ASSIGNMENT
In the listing below, how many lines contain the string "must"? Reply with the number alone.

============

use crate::env::Observations;
use crate::error::EvalError;

/// Column of the observation row holding the battery state of charge as a
/// fraction of capacity.
pub const SOC_OBSERVATION_INDEX: usize = 22;

/// Name the environment must declare at [`SOC_OBSERVATION_INDEX`].
pub const SOC_OBSERVATION_NAME: &str = "electrical_storage_soc";

/// Derives per-building stored energy from the latest observations.
///
/// Holds no state besides battery capacities: every call to [`derive`]
/// recomputes the vector from the observation matrix it is given, so the
/// controller never carries its own estimate between steps.
///
/// [`derive`]: SocTracker::derive
#[derive(Debug, Clone)]
pub struct SocTracker {
    capacities: Vec<f64>,
}

impl SocTracker {
    /// Creates a tracker after checking the environment's observation layout.
    ///
    /// # Errors
    ///
    /// Returns `EvalError::Layout` if the declared layout does not carry the
    /// state of charge at [`SOC_OBSERVATION_INDEX`].
    pub fn new(observation_names: &[&str], capacities: Vec<f64>) -> Result<Self, EvalError> {
        match observation_names.get(SOC_OBSERVATION_INDEX) {
            Some(&name) if name == SOC_OBSERVATION_NAME => Ok(Self { capacities }),
            found => Err(EvalError::Layout {
                index: SOC_OBSERVATION_INDEX,
                expected: SOC_OBSERVATION_NAME,
                found: found.map_or_else(|| "<missing>".to_string(), |n| n.to_string()),
            }),
        }
    }

    pub fn capacities(&self) -> &[f64] {
        &self.capacities
    }

    /// Stored energy per building (kWh): SoC fraction × capacity.
    ///
    /// # Errors
    ///
    /// Returns `EvalError::Series` if the observation matrix does not have one
    /// row per building or a row lacks the state-of-charge column.
    pub fn derive(&self, observations: &Observations) -> Result<Vec<f64>, EvalError> {
        if observations.building_count() != self.capacities.len() {
            return Err(EvalError::Series(format!(
                "observations cover {} buildings, expected {}",
                observations.building_count(),
                self.capacities.len()
            )));
        }
        let fractions = observations.column(SOC_OBSERVATION_INDEX).ok_or_else(|| {
            EvalError::Series(format!(
                "observation row shorter than {} columns",
                SOC_OBSERVATION_INDEX + 1
            ))
        })?;
        Ok(fractions
            .iter()
            .zip(&self.capacities)
            .map(|(soc, capacity)| soc * capacity)
            .collect())
    }
}
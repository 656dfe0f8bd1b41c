//! TOML-based evaluation configuration and preset definitions.

use std::fs;
use std::path::Path;

use serde::Deserialize;

use crate::design::DesignParameters;
use crate::error::ConfigError;
use crate::evaluate::{DEFAULT_TAU, EvalOptions};
use crate::objective::ClipLevel;
use crate::pricing::{PricingConfig, PricingModel};
use crate::schema::SchemaConfig;

/// Top-level evaluation configuration parsed from TOML.
///
/// All sections have defaults. Load from TOML with
/// [`EvaluationConfig::from_toml_file`] or use [`EvaluationConfig::baseline`]
/// for the built-in demo district.
#[derive(Debug, Clone, Default, Deserialize)]
#[serde(deny_unknown_fields)]
pub struct EvaluationConfig {
    /// District settings shared by every candidate design.
    #[serde(default)]
    pub district: SchemaConfig,
    /// Candidate hardware sizing.
    #[serde(default)]
    pub design: DesignParameters,
    /// Unit costs.
    #[serde(default)]
    pub pricing: PricingConfig,
    /// How the design is scored.
    #[serde(default)]
    pub evaluation: EvaluationSection,
}

/// Scoring options.
#[derive(Debug, Clone, Deserialize)]
#[serde(default, deny_unknown_fields)]
pub struct EvaluationSection {
    /// Lifetime multiplier applied to operating costs when `design` is set.
    pub opex_factor: f64,
    /// `"d"`, `"b"` or `"m"` (also `"district"`, `"building"`, `"mixed"`).
    pub clip_level: ClipLevel,
    /// Include capital costs.
    pub design: bool,
    /// Planning horizon in steps.
    pub tau: usize,
    /// Apply the zero action throughout.
    pub no_control: bool,
}

impl Default for EvaluationSection {
    fn default() -> Self {
        Self {
            opex_factor: 10.0,
            clip_level: ClipLevel::Mixed,
            design: true,
            tau: DEFAULT_TAU,
            no_control: false,
        }
    }
}

impl EvaluationConfig {
    /// Returns the baseline demo district: three buildings, one without assets.
    pub fn baseline() -> Self {
        Self {
            district: SchemaConfig::default(),
            design: DesignParameters::new(vec![10.0, 6.0, 0.0], vec![0.9, 0.9, 0.9], vec![
                5.0, 3.0, 0.0,
            ]),
            pricing: PricingConfig {
                carbon: Some(0.05),
                battery: Some(1e3),
                solar: Some(2e3),
            },
            evaluation: EvaluationSection::default(),
        }
    }

    /// Returns the operational preset: baseline assets scored on running cost only.
    pub fn operational() -> Self {
        Self {
            evaluation: EvaluationSection {
                design: false,
                clip_level: ClipLevel::Building,
                ..EvaluationSection::default()
            },
            ..Self::baseline()
        }
    }

    /// Returns the no-storage preset: solar only, nothing to control.
    pub fn no_storage() -> Self {
        let mut cfg = Self::baseline();
        cfg.design.battery_capacities = vec![0.0; cfg.design.building_count()];
        cfg
    }

    /// Available preset names.
    pub const PRESETS: &[&str] = &["baseline", "operational", "no_storage"];

    /// Loads a configuration from a named preset.
    ///
    /// # Errors
    ///
    /// Returns a `ConfigError` if the preset name is unknown.
    pub fn from_preset(name: &str) -> Result<Self, ConfigError> {
        match name {
            "baseline" => Ok(Self::baseline()),
            "operational" => Ok(Self::operational()),
            "no_storage" => Ok(Self::no_storage()),
            _ => Err(ConfigError::new(
                "preset",
                format!(
                    "unknown preset \"{name}\", available: {}",
                    Self::PRESETS.join(", ")
                ),
            )),
        }
    }

    /// Parses a configuration from a TOML file.
    ///
    /// # Errors
    ///
    /// Returns a `ConfigError` if the file cannot be read or the TOML is invalid.
    pub fn from_toml_file(path: &Path) -> Result<Self, ConfigError> {
        let content = fs::read_to_string(path).map_err(|e| {
            ConfigError::new("config", format!("cannot read \"{}\": {e}", path.display()))
        })?;
        Self::from_toml_str(&content)
    }

    /// Parses a configuration from a TOML string.
    ///
    /// # Errors
    ///
    /// Returns a `ConfigError` if the TOML is invalid or contains unknown fields.
    pub fn from_toml_str(s: &str) -> Result<Self, ConfigError> {
        toml::from_str(s).map_err(|e| ConfigError::new("toml", e.to_string()))
    }

    /// Resolves the prices required by `evaluation.design`.
    ///
    /// # Errors
    ///
    /// Returns every missing or invalid price.
    pub fn pricing_model(&self) -> Result<PricingModel, Vec<ConfigError>> {
        self.pricing.resolve(self.evaluation.design)
    }

    /// Evaluation options for this configuration.
    pub fn eval_options(&self, suppress_output: bool) -> EvalOptions {
        let e = &self.evaluation;
        EvalOptions {
            clip_level: e.clip_level,
            design: e.design,
            tau: e.tau,
            suppress_output,
            no_control: e.no_control,
        }
    }

    /// Validates all sections and returns a list of errors.
    ///
    /// Returns an empty vector if the configuration is valid.
    pub fn validate(&self) -> Vec<ConfigError> {
        let mut errors = self.district.validate();
        errors.extend(self.design.validate());
        errors.extend(self.validate_scoring());
        errors
    }

    /// Validates only the sections used to score an already-built schema:
    /// `[pricing]` and `[evaluation]`.
    pub fn validate_scoring(&self) -> Vec<ConfigError> {
        let mut errors = Vec::new();
        if let Err(e) = self.pricing_model() {
            errors.extend(e);
        }
        errors.extend(
            self.eval_options(false)
                .validate(self.evaluation.opex_factor),
        );
        errors
    }
}
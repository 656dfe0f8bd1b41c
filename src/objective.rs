//! Post-simulation reduction of building energy series into a lifecycle cost.

use std::fmt;
use std::str::FromStr;

use serde::{Deserialize, Serialize};

use crate::env::Environment;
use crate::error::{ConfigError, EvalError};
use crate::pricing::PricingModel;

/// Level at which negative net consumption (export) is zeroed before pricing.
#[derive(Debug, Clone, Copy, PartialEq, Eq, Default, Serialize, Deserialize)]
#[serde(try_from = "String", into = "String")]
pub enum ClipLevel {
    /// Sum buildings first, then clip the district series.
    District,
    /// Clip each building's series, then sum the priced results.
    Building,
    /// Building-level for electricity, district-level for carbon.
    #[default]
    Mixed,
}

impl ClipLevel {
    pub fn code(self) -> char {
        match self {
            ClipLevel::District => 'd',
            ClipLevel::Building => 'b',
            ClipLevel::Mixed => 'm',
        }
    }

    fn electricity_per_building(self) -> bool {
        matches!(self, ClipLevel::Building | ClipLevel::Mixed)
    }

    fn carbon_per_building(self) -> bool {
        matches!(self, ClipLevel::Building)
    }
}

impl FromStr for ClipLevel {
    type Err = ConfigError;

    fn from_str(s: &str) -> Result<Self, Self::Err> {
        match s {
            "d" | "district" => Ok(ClipLevel::District),
            "b" | "building" => Ok(ClipLevel::Building),
            "m" | "mixed" => Ok(ClipLevel::Mixed),
            other => Err(ConfigError::new(
                "evaluation.clip_level",
                format!("must be \"d\", \"b\" or \"m\", got \"{other}\""),
            )),
        }
    }
}

impl TryFrom<String> for ClipLevel {
    type Error = ConfigError;

    fn try_from(s: String) -> Result<Self, Self::Error> {
        s.parse()
    }
}

impl From<ClipLevel> for String {
    fn from(level: ClipLevel) -> Self {
        level.code().to_string()
    }
}

impl fmt::Display for ClipLevel {
    fn fmt(&self, f: &mut fmt::Formatter<'_>) -> fmt::Result {
        write!(f, "{}", self.code())
    }
}

/// What a contribution to the objective pays for.
#[derive(Debug, Clone, Copy, PartialEq, Eq, Serialize)]
#[serde(rename_all = "snake_case")]
pub enum ContributionKind {
    Electricity,
    Carbon,
    BatteryCapex,
    SolarCapex,
}

impl ContributionKind {
    pub fn label(self) -> &'static str {
        match self {
            ContributionKind::Electricity => "electricity",
            ContributionKind::Carbon => "carbon",
            ContributionKind::BatteryCapex => "battery_capex",
            ContributionKind::SolarCapex => "solar_capex",
        }
    }
}

/// A named cost term in dollars.
#[derive(Debug, Clone, Copy, PartialEq, Serialize)]
pub struct ObjectiveContribution {
    pub kind: ContributionKind,
    pub value: f64,
}

/// Scalar objective and the ordered terms it is summed from.
#[derive(Debug, Clone, PartialEq, Serialize)]
pub struct EvaluationResult {
    pub objective: f64,
    pub objective_contrs: Vec<ObjectiveContribution>,
}

impl EvaluationResult {
    fn from_contributions(objective_contrs: Vec<ObjectiveContribution>) -> Self {
        Self {
            objective: objective_contrs.iter().map(|c| c.value).sum(),
            objective_contrs,
        }
    }

    /// Value of the first contribution of `kind`, if present.
    pub fn contribution(&self, kind: ContributionKind) -> Option<f64> {
        self.objective_contrs
            .iter()
            .find(|c| c.kind == kind)
            .map(|c| c.value)
    }
}

impl fmt::Display for EvaluationResult {
    fn fmt(&self, f: &mut fmt::Formatter<'_>) -> fmt::Result {
        writeln!(f, "--- Design Evaluation ---")?;
        for c in &self.objective_contrs {
            writeln!(f, "{:<15} {:>16.2} $", c.kind.label(), c.value)?;
        }
        write!(f, "{:<15} {:>16.2} $", "objective", self.objective)
    }
}

/// Snapshot of the terminal environment's energy series and asset sizes.
#[derive(Debug, Clone, PartialEq, Default)]
pub struct DistrictSeries {
    /// Net electricity consumption per building per step (kWh).
    pub net_consumption: Vec<Vec<f64>>,
    /// Electricity price per step ($/kWh).
    pub electricity_pricing: Vec<f64>,
    /// Carbon intensity per step (kgCO2/kWh).
    pub carbon_intensity: Vec<f64>,
    /// Installed battery capacity per building (kWh).
    pub battery_capacities: Vec<f64>,
    /// Nominal solar power per building (kWp).
    pub solar_capacities: Vec<f64>,
}

impl DistrictSeries {
    /// Reads the accumulated series out of a finished environment.
    ///
    /// Installed battery capacity is the earliest entry of each building's
    /// capacity history, since the environment may have adjusted the design.
    ///
    /// # Errors
    ///
    /// Returns `EvalError::Series` if a capacity history is empty.
    pub fn from_env<E: Environment + ?Sized>(env: &E) -> Result<Self, EvalError> {
        let n = env.building_count();
        let battery_capacities = (0..n)
            .map(|b| {
                env.capacity_history(b).first().copied().ok_or_else(|| {
                    EvalError::Series(format!("empty capacity history for building {b}"))
                })
            })
            .collect::<Result<Vec<_>, _>>()?;

        Ok(Self {
            net_consumption: (0..n)
                .map(|b| env.net_electricity_consumption(b).to_vec())
                .collect(),
            electricity_pricing: env.electricity_pricing().to_vec(),
            carbon_intensity: env.carbon_intensity().to_vec(),
            battery_capacities,
            solar_capacities: (0..n).map(|b| env.nominal_solar_power(b)).collect(),
        })
    }

    fn check(&self) -> Result<(), EvalError> {
        let n = self.net_consumption.len();
        if n == 0 {
            return Err(EvalError::Series("no buildings".into()));
        }
        if self.battery_capacities.len() != n || self.solar_capacities.len() != n {
            return Err(EvalError::Series(format!(
                "{n} consumption series but {} battery and {} solar capacities",
                self.battery_capacities.len(),
                self.solar_capacities.len()
            )));
        }
        let len = self.electricity_pricing.len();
        if self.carbon_intensity.len() != len {
            return Err(EvalError::Series(format!(
                "{len} price steps but {} carbon intensity steps",
                self.carbon_intensity.len()
            )));
        }
        if let Some(b) = self.net_consumption.iter().position(|s| s.len() != len) {
            return Err(EvalError::Series(format!(
                "building {b} has {} consumption steps, expected {len}",
                self.net_consumption[b].len()
            )));
        }
        Ok(())
    }

    /// District net consumption per step, clipped at zero.
    fn district_clipped(&self) -> Vec<f64> {
        (0..self.electricity_pricing.len())
            .map(|t| {
                self.net_consumption
                    .iter()
                    .map(|s| s[t])
                    .sum::<f64>()
                    .max(0.0)
            })
            .collect()
    }

    /// Sum-then-clip priced against `prices`.
    fn district_cost(&self, prices: &[f64]) -> f64 {
        dot(&self.district_clipped(), prices)
    }

    /// Clip-then-sum priced against `prices`.
    fn building_cost(&self, prices: &[f64]) -> f64 {
        self.net_consumption
            .iter()
            .map(|s| {
                s.iter()
                    .zip(prices)
                    .map(|(e, p)| e.max(0.0) * p)
                    .sum::<f64>()
            })
            .sum()
    }
}

fn dot(a: &[f64], b: &[f64]) -> f64 {
    a.iter().zip(b).map(|(x, y)| x * y).sum()
}

/// Reduces a finished episode to the objective and its breakdown.
///
/// Operating terms (electricity, carbon) are clipped per `clip_level`. With
/// `design` set they are scaled by `opex_factor` and followed by the unscaled
/// battery and solar capital costs.
///
/// # Errors
///
/// Returns `EvalError::Series` if the series are empty or misaligned.
pub fn aggregate(
    series: &DistrictSeries,
    pricing: &PricingModel,
    opex_factor: f64,
    clip_level: ClipLevel,
    design: bool,
) -> Result<EvaluationResult, EvalError> {
    series.check()?;

    let electricity = if clip_level.electricity_per_building() {
        series.building_cost(&series.electricity_pricing)
    } else {
        series.district_cost(&series.electricity_pricing)
    };
    let carbon = if clip_level.carbon_per_building() {
        series.building_cost(&series.carbon_intensity)
    } else {
        series.district_cost(&series.carbon_intensity)
    } * pricing.carbon;

    let mut contrs = vec![
        ObjectiveContribution {
            kind: ContributionKind::Electricity,
            value: electricity,
        },
        ObjectiveContribution {
            kind: ContributionKind::Carbon,
            value: carbon,
        },
    ];

    if design {
        for c in &mut contrs {
            c.value *= opex_factor;
        }
        contrs.push(ObjectiveContribution {
            kind: ContributionKind::BatteryCapex,
            value: series.battery_capacities.iter().sum::<f64>() * pricing.battery,
        });
        contrs.push(ObjectiveContribution {
            kind: ContributionKind::SolarCapex,
            value: series.solar_capacities.iter().sum::<f64>() * pricing.solar,
        });
    }

    Ok(EvaluationResult::from_contributions(contrs))
}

============

TASK SOLUTION
2